Stored data entries

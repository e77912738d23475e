pub mod coupon;
pub mod season_pass;
pub mod series;
pub mod user;
pub mod auth_service;
pub mod auth_service_impl;
pub use auth_service::{AuthError, AuthService, LoginResult, UserInfo};
pub use auth_service_impl::SeaOrmAuthService;

pub mod catalog_service;
pub mod catalog_service_impl;
pub use catalog_service::{CatalogError, CatalogService, CouponView, EpisodeView, SeriesView};
pub use catalog_service_impl::SeaOrmCatalogService;

pub mod invoice_service;
pub use invoice_service::{
    DisabledInvoiceGenerator, InvoiceError, InvoiceGenerator, InvoiceRequest, IssuedInvoice,
};

pub mod pricing;

pub mod season_pass_service;
pub mod season_pass_service_impl;
pub use season_pass_service::{
    AccessStatus, CallbackOutcome, CreateOrderRequest, CreatedOrder, InvoiceInfo, PassSummary,
    PriceQuote, SeasonPassError, SeasonPassService,
};
pub use season_pass_service_impl::SeaOrmSeasonPassService;
use sea_orm::entity::prelude::*;

#[derive(Clone, Debug, PartialEq, Eq, DeriveEntityModel)]
#[sea_orm(table_name = "season_passes")]
pub struct Model {
    #[sea_orm(primary_key)]
    pub id: i32,

    /// External id (`ORD-...`) sent to the payment provider.
    #[sea_orm(unique)]
    pub order_id: String,

    pub user_id: i32,

    pub series_id: i32,

    /// pending | active | expired | refunded | failed
    pub status: String,

    /// Amounts are in agorot.
    pub price: i64,

    pub discount_amount: i64,

    pub final_price: i64,

    pub currency: String,

    pub coupon_code: Option<String>,

    pub customer_email: String,

    pub customer_name: String,

    pub customer_phone: Option<String>,

    pub transaction_id: Option<String>,

    pub invoice_url: Option<String>,

    pub invoice_number: Option<String>,

    pub purchased_at: Option<DateTimeUtc>,

    pub created_at: DateTimeUtc,

    pub updated_at: DateTimeUtc,
}

#[derive(Copy, Clone, Debug, EnumIter, DeriveRelation)]
pub enum Relation {
    #[sea_orm(
        belongs_to = "super::series::Entity",
        from = "Column::SeriesId",
        to = "super::series::Column::Id",
        on_update = "NoAction",
        on_delete = "Cascade"
    )]
    Series,
    #[sea_orm(
        belongs_to = "super::users::Entity",
        from = "Column::UserId",
        to = "super::users::Column::Id",
        on_update = "NoAction",
        on_delete = "Cascade"
    )]
    Users,
}

impl Related<super::series::Entity> for Entity {
    fn to() -> RelationDef {
        Relation::Series.def()
    }
}

impl Related<super::users::Entity> for Entity {
    fn to() -> RelationDef {
        Relation::Users.def()
    }
}

impl ActiveModelBehavior for ActiveModel {}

# Work order
All that belongs in the answer is the run of lines above from the line containing "pub mod catalog_service;" through the line containing "the payment provider.", exactly as written.

# Task answer
pub mod catalog_service;
pub mod catalog_service_impl;
pub use catalog_service::{CatalogError, CatalogService, CouponView, EpisodeView, SeriesView};
pub use catalog_service_impl::SeaOrmCatalogService;

pub mod invoice_service;
pub use invoice_service::{
    DisabledInvoiceGenerator, InvoiceError, InvoiceGenerator, InvoiceRequest, IssuedInvoice,
};

pub mod pricing;

pub mod season_pass_service;
pub mod season_pass_service_impl;
pub use season_pass_service::{
    AccessStatus, CallbackOutcome, CreateOrderRequest, CreatedOrder, InvoiceInfo, PassSummary,
    PriceQuote, SeasonPassError, SeasonPassService,
};
pub use season_pass_service_impl::SeaOrmSeasonPassService;
use sea_orm::entity::prelude::*;

#[derive(Clone, Debug, PartialEq, Eq, DeriveEntityModel)]
#[sea_orm(table_name = "season_passes")]
pub struct Model {
    #[sea_orm(primary_key)]
    pub id: i32,

    /// External id (`ORD-...`) sent to the payment provider.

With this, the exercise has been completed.